Exercise aim: Write out the entries below exactly. End with the line that contains "const PREC_EQUALITY: u8 = 3;".
══════════
//! AST to source rendering.
//!
//! `AstPrinter` is the second consumer of the visitor contract. It emits
//! parentheses only where a child binds looser than its slot requires, so
//! printing a parsed tree and re-parsing the output is stable after one
//! round.

use std::rc::Rc;

use crate::ast::{BinaryOp, Expr, ExprVisitor, LogicalOp, UnaryOp};
use crate::token::Token;
use crate::value::{format_f64, Value};

// Precedence ranks, loosest first. A child whose rank is below its slot's
// minimum gets wrapped in parentheses.
const PREC_LOWEST: u8 = 0;
const PREC_OR: u8 = 1;
const PREC_AND: u8 = 2;
const PREC_EQUALITY: u8 = 3;
const PREC_COMPARISON: u8 = 4;
const PREC_TERM: u8 = 5;
const PREC_FACTOR: u8 = 6;
const PREC_UNARY: u8 = 7;
const PREC_POWER: u8 = 8;
const PREC_PIPE: u8 = 9;
const PREC_POSTFIX: u8 = 10;
const PREC_PRIMARY: u8 = 11;

fn prec(expr: &Expr) -> u8 {
    match expr {
        Expr::Conditional { .. } | Expr::Lambda { .. } => PREC_LOWEST,
        Expr::Logical {
            op: LogicalOp::Or, ..
        } => PREC_OR,
        Expr::Logical {
            op: LogicalOp::And, ..
        } => PREC_AND,
        Expr::Binary { op, .. } => match op {
            BinaryOp::Eq | BinaryOp::Ne => PREC_EQUALITY,
            BinaryOp::Lt | BinaryOp::Le | BinaryOp::Gt | BinaryOp::Ge => PREC_COMPARISON,
            BinaryOp::Add | BinaryOp::Sub => PREC_TERM,
            BinaryOp::Mul | BinaryOp::Div | BinaryOp::Mod => PREC_FACTOR,
            BinaryOp::Pow => PREC_POWER,
        },
        Expr::Unary { .. } => PREC_UNARY,
        Expr::Pipe { .. } => PREC_PIPE,
        Expr::Call { .. } | Expr::Member { .. } | Expr::Index { .. } => PREC_POSTFIX,
        Expr::Literal { .. }
        | Expr::Identifier { .. }
        | Expr::Grouping { .. }
        | Expr::Array { .. }
        | Expr::Object { .. }
        | Expr::Interpolation { .. } => PREC_PRIMARY,
    }
}

fn binary_symbol(op: BinaryOp) -> &'static str {
    match op {
        BinaryOp::Add => "+",
        BinaryOp::Sub => "-",
        BinaryOp::Mul => "*",
        BinaryOp::Div => "/",
        BinaryOp::Mod => "%",
        BinaryOp::Pow => "**",
        BinaryOp::Eq => "==",
        BinaryOp::Ne => "!=",
        BinaryOp::Lt => "<",
        BinaryOp::Le => "<=",
        BinaryOp::Gt => ">",
        BinaryOp::Ge => ">=",
    }
}

#[derive(Default)]
pub struct AstPrinter;

impl AstPrinter {
    pub fn new() -> Self {
        Self
    }

    /// Render an expression as parseable source text.
    pub fn print(&mut self, expr: &Expr) -> String {
        self.child(expr, PREC_LOWEST)
    }

    fn child(&mut self, expr: &Expr, min_prec: u8) -> String {
        let rendered = expr.accept(self);
        if prec(expr) < min_prec {
            format!("({rendered})")
        } else {
            rendered
        }
    }

    fn literal_source(&self, value: &Value) -> String {
        match value {
            Value::Null => "null".to_string(),
            Value::Bool(b) => b.to_string(),
            Value::Int(n) => n.to_string(),
            Value::Float(f) => format_f64(*f),
            Value::Str(s) => quote_string(s),
            other => other.to_display_string(),
        }
    }
}

fn quote_string(s: &str) -> String {
    let mut out = String::with_capacity(s.len() + 2);
    out.push('"');
    for ch in s.chars() {
        match ch {
            '"' => out.push_str("\\\""),
            '\\' => out.push_str("\\\\"),
            '\n' => out.push_str("\\n"),
            '\t' => out.push_str("\\t"),
            '\r' => out.push_str("\\r"),
            c => out.push(c),
        }
    }
    out.push('"');
    out
}

fn is_identifier_like(name: &str) -> bool {
    let mut chars = name.chars();
    match chars.next() {
        Some(c) if c.is_alphabetic() || c == '_' || c == '$' => {}
        _ => return false,
    }
    chars.all(|c| c.is_alphanumeric() || c == '_' || c == '$')
        && !matches!(name, "true" | "false" | "null" | "and" | "or" | "not")
}

impl ExprVisitor for AstPrinter {
    type Output = String;

    fn visit_literal(&mut self, value: &Value, _token: &Token) -> String {
        self.literal_source(value)
    }

    fn visit_identifier(&mut self, name: &str, _token: &Token) -> String {
        name.to_string()
    }

    fn visit_unary(&mut self, op: UnaryOp, _token: &Token, operand: &Expr) -> String {
        let symbol = match op {
            UnaryOp::Neg => "-",
            UnaryOp::Not => "!",
        };
        format!("{symbol}{}", self.child(operand, PREC_UNARY))
    }

    fn visit_binary(&mut self, left: &Expr, op: BinaryOp, _token: &Token, right: &Expr) -> String {
        let (left_min, right_min) = match op {
            // Right-associative: the exponent slot re-enters unary.
            BinaryOp::Pow => (PREC_PIPE, PREC_UNARY),
            BinaryOp::Eq | BinaryOp::Ne => (PREC_EQUALITY, PREC_EQUALITY + 1),
            BinaryOp::Lt | BinaryOp::Le | BinaryOp::Gt | BinaryOp::Ge => {
                (PREC_COMPARISON, PREC_COMPARISON + 1)
            }
            BinaryOp::Add | BinaryOp::Sub => (PREC_TERM, PREC_TERM + 1),
            BinaryOp::Mul | BinaryOp::Div | BinaryOp::Mod => (PREC_FACTOR, PREC_FACTOR + 1),
        };
        format!(
            "{} {} {}",
            self.child(left, left_min),
            binary_symbol(op),
            self.child(right, right_min)
        )
    }

    fn visit_logical(
        &mut self,
        left: &Expr,
        op: LogicalOp,
        _token: &Token,
        right: &Expr,
    ) -> String {
        let (symbol, level) = match op {
            LogicalOp::And => ("&&", PREC_AND),
            LogicalOp::Or => ("||", PREC_OR),
        };
        format!(
            "{} {symbol} {}",
            self.child(left, level),
            self.child(right, level + 1)
        )
    }

    fn visit_grouping(&mut self, inner: &Expr) -> String {
        format!("({})", self.child(inner, PREC_LOWEST))
    }

    fn visit_call(&mut self, callee: &Expr, args: &[Expr], _token: &Token) -> String {
        let args: Vec<String> = args
            .iter()
            .map(|a| self.child(a, PREC_LOWEST))
            .collect();
        format!("{}({})", self.child(callee, PREC_POSTFIX), args.join(", "))
    }

    fn visit_member(&mut self, object: &Expr, optional: bool, name: &str, _token: &Token) -> String {
        let op = if optional { "?." } else { "." };
        format!("{}{op}{name}", self.child(object, PREC_POSTFIX))
    }

    fn visit_index(&mut self, object: &Expr, index: &Expr, _token: &Token) -> String {
        format!(
            "{}[{}]",
            self.child(object, PREC_POSTFIX),
            self.child(index, PREC_LOWEST)
        )
    }

    fn visit_conditional(
        &mut self,
        condition: &Expr,
        then_branch: &Expr,
        else_branch: &Expr,
    ) -> String {
        format!(
            "{} ? {} : {}",
            self.child(condition, PREC_OR),
            self.child(then_branch, PREC_LOWEST),
            self.child(else_branch, PREC_LOWEST)
        )
    }

    fn visit_array(&mut self, elements: &[Expr], _token: &Token) -> String {
        let elements: Vec<String> = elements
            .iter()
            .map(|e| self.child(e, PREC_LOWEST))
            .collect();
        format!("[{}]", elements.join(", "))
    }

    fn visit_object(&mut self, entries: &[(Expr, Expr)], _token: &Token) -> String {
        let entries: Vec<String> = entries
            .iter()
            .map(|(key, value)| {
                let key = match key {
                    Expr::Literal {
                        value: Value::Str(s),
                        ..
                    } if is_identifier_like(s) => s.to_string(),
                    Expr::Literal {
                        value: Value::Str(s),
                        ..
                    } => quote_string(s),
                    other => self.child(other, PREC_LOWEST),
                };
                format!("{key}: {}", self.child(value, PREC_LOWEST))
            })
            .collect();
        format!("{{{}}}", entries.join(", "))
    }

    fn visit_interpolation(&mut self, parts: &[Expr], _token: &Token) -> String {
        parts
            .iter()
            .map(|p| format!("${{{}}}", self.child(p, PREC_LOWEST)))
            .collect::<Vec<_>>()
            .join("")
    }

    fn visit_pipe(&mut self, value: &Expr, filter: &Expr, _token: &Token) -> String {
        format!(
            "{} | {}",
            self.child(value, PREC_PIPE),
            self.child(filter, PREC_POSTFIX)
        )
    }

    fn visit_lambda(&mut self, params: &[String], body: &Rc<Expr>, _token: &Token) -> String {
        let head = match params {
            [single] => single.clone(),
            _ => format!("({})", params.join(", ")),
        };
        format!("{head} => {}", self.child(body, PREC_LOWEST))
    }
}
══════════
Expected answer:
//! AST to source rendering.
//!
//! `AstPrinter` is the second consumer of the visitor contract. It emits
//! parentheses only where a child binds looser than its slot requires, so
//! printing a parsed tree and re-parsing the output is stable after one
//! round.

use std::rc::Rc;

use crate::ast::{BinaryOp, Expr, ExprVisitor, LogicalOp, UnaryOp};
use crate::token::Token;
use crate::value::{format_f64, Value};

// Precedence ranks, loosest first. A child whose rank is below its slot's
// minimum gets wrapped in parentheses.
const PREC_LOWEST: u8 = 0;
const PREC_OR: u8 = 1;
const PREC_AND: u8 = 2;
const PREC_EQUALITY: u8 = 3;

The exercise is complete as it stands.